Extracted and cleaned review data for British Airways from Airline Quality
- Used BeautifulSoup from bs4 to scrape review data, to be saved into a .csv file.
- Extracted verification status of trip from review text
SentimentIntensityAnalyzer() to acquire the sentiments of the text for data analysis.
Visualised the distributions of compound sentiment, grouped by verified_trip.
- In general, there are greater proportions of people with more extreme values of compound sentiment than of those with compound sentiment of 0, with slightly greater proportion of negative sentiment values compared to positive ones.
- Both charts demonstrate that between people with verified trips and those without, those with verified trips have slightly more extreme sentiments, but otherwise the distributions of compound sentiment are relatively similar.

Task 1 (V2)

Conducted exploratory data analysis on the given flight schedule to determine how to categorise and measure demand for lounge eligibility.

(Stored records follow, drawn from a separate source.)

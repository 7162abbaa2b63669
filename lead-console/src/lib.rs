pub mod api;
pub mod cli;
pub mod components;
pub mod config;
pub mod helpers;
pub mod jobs;
pub mod pages;

#[cfg(test)]
pub(crate) mod testing;

pub use api::{ApiClient, LeadApi};
pub use config::ConsoleConfig;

- Flight types and departure times often influence customer profiles and lounge usage behaviours, so TIME_OF_DAY was used as a category.

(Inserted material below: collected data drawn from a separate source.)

#[async_trait]
impl CampaignsApi for FakeApi {
    async fn list_campaigns(&self) -> ApiResult<Vec<Campaign>> {
        self.record("list_campaigns")?;
        Ok(self.state.lock().unwrap().campaigns.clone())
    }

    async fn create_campaign(&self, request: &CreateCampaignRequest) -> ApiResult<Option<Campaign>> {
        self.record("create_campaign")?;
        let mut state = self.state.lock().unwrap();
        state.next_id += 1;
        let created = Campaign {
            id: state.next_id,
            name: request.name.clone(),
            subject_lines: request.subject_lines.clone(),
            email_body: request.email_body.clone(),
            target_industries: request.target_industries.clone(),
            target_tiers: request.target_tiers.clone(),
            target_sources: request.target_sources.clone(),
            daily_limit: request.daily_limit,
            total_sent: 0,
            total_replied: 0,
            is_active: false,
        };
        state.campaigns.push(created.clone());
        Ok(Some(created))
    }

    async fn update_campaign(
        &self,
        id: i64,
        request: &UpdateCampaignRequest,
    ) -> ApiResult<Option<Campaign>> {
        self.record("update_campaign")?;
        let mut state = self.state.lock().unwrap();
        let Some(campaign) = state.campaigns.iter_mut().find(|c| c.id == id) else {
            return Err(ApiError::Rejected("Campaign not found".to_string()));
        };
        if let Some(active) = request.is_active {
            campaign.is_active = active;
        }
        if let Some(limit) = request.daily_limit {
            campaign.daily_limit = limit;
        }
        if let Some(name) = &request.name {
            campaign.name = name.clone();
        }
        Ok(Some(campaign.clone()))
    }

    async fn delete_campaign(&self, id: i64) -> ApiResult<()> {
        self.record("delete_campaign")?;
        self.state.lock().unwrap().campaigns.retain(|c| c.id != id);
        Ok(())
    }

    async fn campaign_recipients(&self, _id: i64) -> ApiResult<Vec<Contact>> {
        self.record("campaign_recipients")?;
        let state = self.state.lock().unwrap();
        Ok(state.contacts.iter().filter(|c| c.has_email()).cloned().collect())
    }

    async fn preview_campaign(&self, _id: i64) -> ApiResult<Vec<u8>> {
        self.record("preview_campaign")?;
        Ok(self.state.lock().unwrap().preview_csv.clone())
    }

    async fn send_campaign(&self, id: i64, request: &SendCampaignRequest) -> ApiResult<u64> {
        self.record("send_campaign")?;
        let mut state = self.state.lock().unwrap();
        state.campaign_sends.push((id, request.clone()));
        Ok(request.batch_size.unwrap_or(0) as u64)
    }
}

- Different types of aircrafts have different proportions of each type of seating, and thus may impact the accessibility for lounge usages, such as Tier 1 permitting all First Class customers, so AIRCRAFT_TYPE was used as a category.
Proportions of eligible customers for each tier per flight calculated using TIER1_ELIGIBLE_PAX, TIER2_ELIGIBLE_PAX, TIER3_ELIGIBLE_PAX divided by the total number of passengers in their corresponding flights.

Task 2

Conducted exploratory data analysis on the customer booking data
- .info() to determine the data types and number of null values for each column.

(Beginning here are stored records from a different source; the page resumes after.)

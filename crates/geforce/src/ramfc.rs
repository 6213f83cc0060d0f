//! Per-channel context records (RAMFC) in instance memory.
//!
//! A record persists the pull-side cursor of an inactive channel. The record
//! base, stride and semaphore offset are generation-dependent and come from
//! the [`ChipsetLayout`]; the live copy of the active channel's fields stays
//! in the CACHE1 registers and is exchanged here on channel switch.

use crate::chipset::ChipsetLayout;
use crate::vram::Vram;

pub const OFFSET_DMA_PUT: u32 = 0x0;
pub const OFFSET_DMA_GET: u32 = 0x4;
pub const OFFSET_REF_CNT: u32 = 0x8;
pub const OFFSET_DMA_INSTANCE: u32 = 0xC;

/// Instance-memory address of `offset` within channel `chid`'s record.
pub fn record_address(layout: &ChipsetLayout, ramfc_reg: u32, chid: u32, offset: u32) -> u32 {
    let base = (ramfc_reg & 0xFFF) << layout.ramfc_base_shift;
    base.wrapping_add(chid.wrapping_mul(layout.ramfc_stride))
        .wrapping_add(offset)
}

pub fn read32(
    vram: &Vram,
    layout: &ChipsetLayout,
    ramfc_reg: u32,
    chid: u32,
    offset: u32,
) -> u32 {
    vram.ramin_read32(record_address(layout, ramfc_reg, chid, offset))
}

pub fn write32(
    vram: &mut Vram,
    layout: &ChipsetLayout,
    ramfc_reg: u32,
    chid: u32,
    offset: u32,
    value: u32,
) {
    vram.ramin_write32(record_address(layout, ramfc_reg, chid, offset), value);
}

#[cfg(test)]
mod tests {
    use super::*;
    use crate::chipset::CardModel;
    use pretty_assertions::assert_eq;

    #[test]
    fn record_addressing_per_generation() {
        let pre = ChipsetLayout::for_model(CardModel::GeForce3);
        assert_eq!(record_address(&pre, 0x0012, 0, 0), 0x12 << 8);
        assert_eq!(record_address(&pre, 0x0012, 3, 0x8), (0x12 << 8) + 3 * 0x40 + 0x8);

        let nv40 = ChipsetLayout::for_model(CardModel::GeForce6800);
        assert_eq!(record_address(&nv40, 0x0012, 0, 0), 0x12 << 16);
        assert_eq!(
            record_address(&nv40, 0x0012, 3, nv40.ramfc_semaphore_offset),
            (0x12 << 16) + 3 * 0x80 + 0x30
        );
    }

    #[test]
    fn fields_round_trip_through_instance_memory() {
        let layout = ChipsetLayout::for_model(CardModel::GeForce3);
        let size = 0x10_0000;
        let mut vram = Vram::new(size, size - 64);

        write32(&mut vram, &layout, 0x1, 7, OFFSET_DMA_PUT, 0x1000);
        write32(&mut vram, &layout, 0x1, 7, OFFSET_DMA_INSTANCE, 0x55);
        assert_eq!(read32(&vram, &layout, 0x1, 7, OFFSET_DMA_PUT), 0x1000);
        assert_eq!(read32(&vram, &layout, 0x1, 7, OFFSET_DMA_INSTANCE), 0x55);
        // Neighboring channel is untouched.
        assert_eq!(read32(&vram, &layout, 0x1, 6, OFFSET_DMA_PUT), 0);
    }
}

- .describe() for distribution metrics for numerical columns.
Trained multiple machine learning models and compared their effectiveness.
- All ML models included a preprocessing pipeline for the data before training and usage; all numeric columns have StandardScaler() applied to them, all ordinal columns have OrdinalEncoder() applied to them, and the remaining non-numeric columns have their data type converted to categories with FunctionTransformer(), followed by one-hot encoding.
- Models compared: LogisticRegression(), DecisionTreeClassifier(), RandomForestClassifier(), HistGradientBoostingClassifier().
- Models optimised for f1-score with randomised search through RandomizedSearchCV().
- Models evaluated with mean and standard deviation of cross-validation scores, with test_f1 as metric of focus.
- The optimised pipelines for LogisticRegression() and HistGradientBoostingClassifier() provided the most effective results.
Findings compiled into presentation slide
- Optimised HistGradientBoostingClassifier():
  - Tree-based ensemble model can only provide permutation importance in place of feature importances.
  - booking_origin has greatest feature importance, followed by the various customer wants, with emphasis on extra baggage.
- Optimised LogisticRegression():
  - All the given extreme coefficients are encoded route variables.
  - Various routes appear to provide consistently most extreme coefficients for predicting person’s customer buying behaviour; questionable given that majority of variables created from transformations are from route.